Acts of kindness are few and far between in the punishing Myanmar textile factory where young San Kyi (Nandar Myat Aung) makes a meager living, hunched over a sewing machine. When new employee Theint (Nandar Myint Lwin) tells a white lie to cover for her after an unauthorized bathroom break, San Kyi’s face turns positively radiant with gratitude, while Teint merely winks in response. On this simple moment of solidarity between strangers, a close friendship is founded. But in Aung Phyoe‘s tremulous, allusive drama “Fruit Gathering,” the possibility of something more chafes against the women’s insecurities and social boundaries — while an unspoken current of queerness permeates proceedings long before a single, reckless kiss forces characters to address it.
With dispatches from Myanmar — where same-sex sexual activity remains illegal — still a rarity on the world cinema scene, the vivid, unusual particulars of its milieu distinguish “Fruit Gathering” from other, comparable screen stories of gay repression and self-realization. In many senses it’s a poignantly old-fashioned work: If the film seems cautious or tentative in some ways, it’s a pointed reminder of battles for queer visibility that are still ongoing in many parts of the world. Co-produced with France and the Czech Republic, Phyoe’s first feature (following a run of well-received shorts, including the 2019 Locarno competition entry “Cobalt Blue”) premiered at Karlovy Vary in the main competition, and should enjoy extensive festival travel, particularly in LGBTQ-specific showcases.
Aung is an effectively brittle, soft-spoken presence as San Kyi, a young woman who has become accustomed to making herself invisible. Browbeaten at work by her supervisors and at home by her judgmental, domineering mother (Thida Soe Khant), she’s been taught to desire little in life but a basic living — which the factory, on the industrial fringes of Myanmar’s commercial center Yangon, provides. Quietly, she yearns to return to her rural home village up north, frequently dreaming (in stylized sequences shot to evoke early Technicolor processes) of simpler times there, and of mangoes hanging bountifully from the trees. Her rigidly unsentimental mother, however, sees only urban labor and profitably arranged marriage in her future.

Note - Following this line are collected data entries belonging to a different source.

//! The editing session: authoritative in-memory state for one rig's RBF
//! solver graph while pose editing is active.
//!
//! One session per open rig-editing context, owned by the caller and passed
//! by reference; there is no global registry. All operations run
//! synchronously on the caller's thread. The session also scopes the native
//! handles (DNA reader, evaluator instance): `release_handles` must drop them
//! before a commit opens its own reader/writer pair, because the native layer
//! may hold memory-mapped or locked file state.

use std::path::{Path, PathBuf};

use hashbrown::HashSet;

use metadna_api_core::value::TransformDelta;
use metadna_api_core::{
    DnaCodec, DnaError, DnaReader, DrivenDataType, DrivenRecord, Pose, Solver,
};

use crate::binding::{Armature, EvalError, Evaluator, EvaluatorProvider};
use crate::config::Config;
use crate::snapshot::Snapshot;
use crate::tracker;

pub struct EditSession {
    /// The live solver graph, mirroring (but independent of) the DNA's RBF
    /// tables.
    pub solvers: Vec<Solver>,
    pub active_solver_index: usize,

    /// Bone-class sets; driver/swing/twist bones can never be driven targets.
    pub driver_bone_names: HashSet<String>,
    pub swing_bone_names: HashSet<String>,
    pub twist_bone_names: HashSet<String>,

    pub dna_path: Option<PathBuf>,
    pub editing: bool,
    pub auto_evaluate: bool,
    pub config: Config,

    /// Baseline for change tracking, set when edit mode is entered.
    pub initial_snapshot: Option<Snapshot>,

    armature: Option<Box<dyn Armature>>,
    codec: Option<Box<dyn DnaCodec>>,
    reader: Option<Box<dyn DnaReader>>,
    evaluator_provider: Option<Box<dyn EvaluatorProvider>>,
    evaluator: Option<Box<dyn Evaluator>>,
}

impl Default for EditSession {
    fn default() -> Self {
        Self::new(Config::default())
    }
}

impl EditSession {
    pub fn new(config: Config) -> Self {
        Self {
            solvers: Vec::new(),
            active_solver_index: 0,
            driver_bone_names: HashSet::new(),
            swing_bone_names: HashSet::new(),
            twist_bone_names: HashSet::new(),
            dna_path: None,
            editing: false,
            auto_evaluate: true,
            config,
            initial_snapshot: None,
            armature: None,
            codec: None,
            reader: None,
            evaluator_provider: None,
            evaluator: None,
        }
    }

    // ------------------------------------------------------------------
    // Bindings

    pub fn bind_armature(&mut self, armature: Box<dyn Armature>) {
        self.armature = Some(armature);
    }

    #[inline]
    pub fn has_armature(&self) -> bool {
        self.armature.is_some()
    }

    pub fn armature(&self) -> Option<&dyn Armature> {
        self.armature.as_deref()
    }

    pub fn armature_mut(&mut self) -> Option<&mut (dyn Armature + 'static)> {
        self.armature.as_deref_mut()
    }

    pub fn bind_evaluator_provider(&mut self, provider: Box<dyn EvaluatorProvider>) {
        self.evaluator_provider = Some(provider);
    }

    /// Bind a codec and DNA file path, open a reader, and load the solver
    /// graph from it.
    pub fn bind_dna(&mut self, codec: Box<dyn DnaCodec>, path: &Path) -> Result<(), DnaError> {
        let reader = codec.open_reader(path)?;
        self.codec = Some(codec);
        self.dna_path = Some(path.to_path_buf());
        self.reader = Some(reader);
        self.reload_solvers();
        Ok(())
    }

    pub fn codec(&self) -> Option<&dyn DnaCodec> {
        self.codec.as_deref()
    }

    pub fn reader(&self) -> Option<&dyn DnaReader> {
        self.reader.as_deref()
    }

    /// Pose count currently resident in the DNA file; zero without a reader.
    pub fn dna_pose_count(&self) -> u16 {
        self.reader.as_deref().map(|r| r.rbf_pose_count()).unwrap_or(0)
    }

    pub fn joint_index(&self, bone_name: &str) -> Option<u16> {
        self.reader.as_deref().and_then(|r| r.joint_index(bone_name))
    }

    /// Rebuild the solver list from the bound reader, preserving the active
    /// solver/pose/record indices where they are still in range.
    pub fn reload_solvers(&mut self) {
        let Some(reader) = self.reader.as_deref() else {
            return;
        };

        let last_solver = self.active_solver_index;
        let last_pose = self
            .solvers
            .get(last_solver)
            .map(|s| s.poses_active_index)
            .unwrap_or(0);
        let (last_driven, last_driver) = self
            .solvers
            .get(last_solver)
            .and_then(|s| s.poses.get(last_pose))
            .map(|p| (p.driven_active_index, p.drivers_active_index))
            .unwrap_or((0, 0));

        self.solvers = reader.rbf_solvers();

        if last_solver < self.solvers.len() {
            self.active_solver_index = last_solver;
            let solver = &mut self.solvers[last_solver];
            if last_pose < solver.poses.len() {
                solver.poses_active_index = last_pose;
                let pose = &mut solver.poses[last_pose];
                if last_driven < pose.driven.len() {
                    pose.driven_active_index = last_driven;
                }
                if last_driver < pose.drivers.len() {
                    pose.drivers_active_index = last_driver;
                }
            }
        } else {
            self.active_solver_index = 0;
        }
    }

    // ------------------------------------------------------------------
    // Graph accessors

    pub fn solver_by_name(&self, name: &str) -> Option<&Solver> {
        self.solvers.iter().find(|s| s.name == name)
    }

    pub fn active_solver(&self) -> Option<&Solver> {
        self.solvers.get(self.active_solver_index)
    }

    pub fn active_solver_mut(&mut self) -> Option<&mut Solver> {
        self.solvers.get_mut(self.active_solver_index)
    }

    pub fn active_pose(&self) -> Option<&Pose> {
        let solver = self.active_solver()?;
        solver.poses.get(solver.poses_active_index)
    }

    pub fn active_pose_mut(&mut self) -> Option<&mut Pose> {
        let solver = self.solvers.get_mut(self.active_solver_index)?;
        let index = solver.poses_active_index;
        solver.poses.get_mut(index)
    }

    pub fn active_driven(&self) -> Option<&DrivenRecord> {
        let pose = self.active_pose()?;
        pose.driven.get(pose.driven_active_index)
    }

    // ------------------------------------------------------------------
    // Edit mode lifecycle

    /// Enter editing mode: automatic evaluation is suspended so the evaluator
    /// cannot race uncommitted edits, and the tracking baseline is captured.
    pub fn enter_edit_mode(&mut self) {
        self.editing = true;
        self.auto_evaluate = false;
        tracker::initialize_tracking(self);
    }

    /// Leave editing mode and drop tracking state.
    pub fn exit_edit_mode(&mut self) {
        self.editing = false;
        self.auto_evaluate = true;
        tracker::clear_tracking(self);
    }

    /// Abandon uncommitted edits: reset the armature pose, reload the graph
    /// from the DNA, leave edit mode, and run one evaluation pass.
    pub fn revert(&mut self) {
        if let Some(armature) = self.armature_mut() {
            armature.reset_pose();
        }
        self.reload_solvers();
        self.exit_edit_mode();
        if let Err(err) = self.evaluate() {
            log::warn!("evaluation after revert failed: {err}");
        }
    }

    /// Recompute tracking against the session baseline and render the
    /// configured number of summary lines (empty outside edit mode).
    pub fn change_summary(&self) -> Vec<String> {
        let Some(snapshot) = &self.initial_snapshot else {
            return Vec::new();
        };
        let tracker = tracker::compute_changes(self, snapshot, &self.config);
        tracker.summary_lines(self.config.summary_max_lines)
    }

    // ------------------------------------------------------------------
    // Native handle lifecycle

    /// Drop the session's reader and evaluator instances. Must be called
    /// before a commit opens its own handles on the same file.
    pub fn release_handles(&mut self) {
        drop(self.evaluator.take());
        drop(self.reader.take());
    }

    /// Re-open the reader on the bound DNA path (after a commit replaced the
    /// file contents) and reload the graph.
    pub fn reopen_reader(&mut self) -> Result<(), DnaError> {
        let (Some(codec), Some(path)) = (self.codec.as_deref(), self.dna_path.as_deref()) else {
            return Ok(());
        };
        self.reader = Some(codec.open_reader(path)?);
        self.reload_solvers();
        Ok(())
    }

    /// Run one evaluation pass, lazily recreating the evaluator instance from
    /// the bound provider if it was released.
    pub fn evaluate(&mut self) -> Result<(), EvalError> {
        if self.evaluator.is_none() {
            let (Some(provider), Some(reader)) =
                (self.evaluator_provider.as_deref(), self.reader.as_deref())
            else {
                return Err(EvalError::NotBound);
            };
            self.evaluator = Some(provider.create(reader)?);
        }
        let armature = self.armature.as_deref_mut().ok_or(EvalError::NotBound)?;
        match self.evaluator.as_deref_mut() {
            Some(evaluator) => evaluator.evaluate(armature),
            None => Err(EvalError::NotBound),
        }
    }

    // ------------------------------------------------------------------
    // Pose preview

    /// Drive the armature to display a pose: reset, apply the driver
    /// calibration rotations, then apply the driven deltas directly (edit
    /// mode bypasses the evaluator). The default pose is the rest pose.
    pub fn apply_pose(&mut self, solver_index: usize, pose_index: usize) {
        let Some(pose) = self
            .solvers
            .get(solver_index)
            .and_then(|s| s.poses.get(pose_index))
            .cloned()
        else {
            return;
        };
        let scale_factor = pose.scale_factor;
        let Some(armature) = self.armature_mut() else {
            return;
        };

        armature.reset_pose();
        if pose.name == metadna_api_core::DEFAULT_POSE_NAME {
            return;
        }

        for driver in &pose.drivers {
            let delta = TransformDelta {
                location: [0.0; 3],
                euler_rotation: driver.euler_rotation,
                quaternion_rotation: driver.quaternion_rotation,
                scale: [0.0; 3],
            };
            armature.set_pose_delta(&driver.name, &delta);
        }

        for driven in &pose.driven {
            if driven.data_type != DrivenDataType::Bone {
                continue;
            }
            // Scale components equal to the pose scale factor are fill-ins,
            // not real deltas.
            let mut scale = driven.scale;
            for component in &mut scale {
                if (*component - scale_factor).abs() < 1e-5 {
                    *component = 0.0;
                }
            }
            let delta = TransformDelta {
                location: driven.location,
                euler_rotation: driven.euler_rotation,
                quaternion_rotation: driven.quaternion_rotation,
                scale,
            };
            armature.set_pose_delta(&driven.name, &delta);
        }
    }
}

In the more rebellious, free-spirited Theint, San Kyi sees not just a glimpse of who she could be, but who she could be with, and the two women build a fast, firm bond: At one point, when they escape for an outing together to the riverside, Theint takes a photo of their shadows together on a rippling water, and the snap endures as a symbol of their suddenly, intensely merged identities. But as much as San Kyi idealizes the other woman, Theint is a flawed, erratic figure, quick to borrow money from her new friend and slow to return it; after a brief, unexplained disappearance, she returns with a new husband, to San Kyi’s confusion and dismay. It’s at this point that the romantic nature of San Kyi’s feelings for Theint are finally confirmed; whether they’re reciprocated, however, continues to be a painful point of ambiguity.
“Fruit Gathering” is most artful, and most moving, when it interrogates the terms of this relationship through silent, pregnant gazes and gestures, shot with dreamy stillness in summery light by DP Thaiddhi, unaccompanied by any score: an image one woman looking quizzically into the mirror where the other is brushing her hair; the subtly increasing pastel matchiness of Akari Diraki’s beautifully tailored costumes; the outwardly platonic but internally loaded significance of holding hands in a public place. Any greater eroticism is largely kept off screen, but such scenes crackle with sensual possibility.
We’re on less certain footing when the tension between the women blooms into confrontational melodrama, complete with heated, hasty outbursts and physical violence. Though the pinched desperation of Aung’s delivery here rings true — as a woman having to speak her feelings for the first time, lest they never be heard or recognized at all — the newly sharp swerves of Phyoe’s writing do not, though the film steadies itself for an affecting coda that returns to its favored mode of tacit, bittersweet yearning, shaped and curtailed by stark socioeconomic reality. The stakes are consistently, palpably high in a story about love that is forbidden in the most literal, systemic sense — and felt in brief, ecstatic moments of release.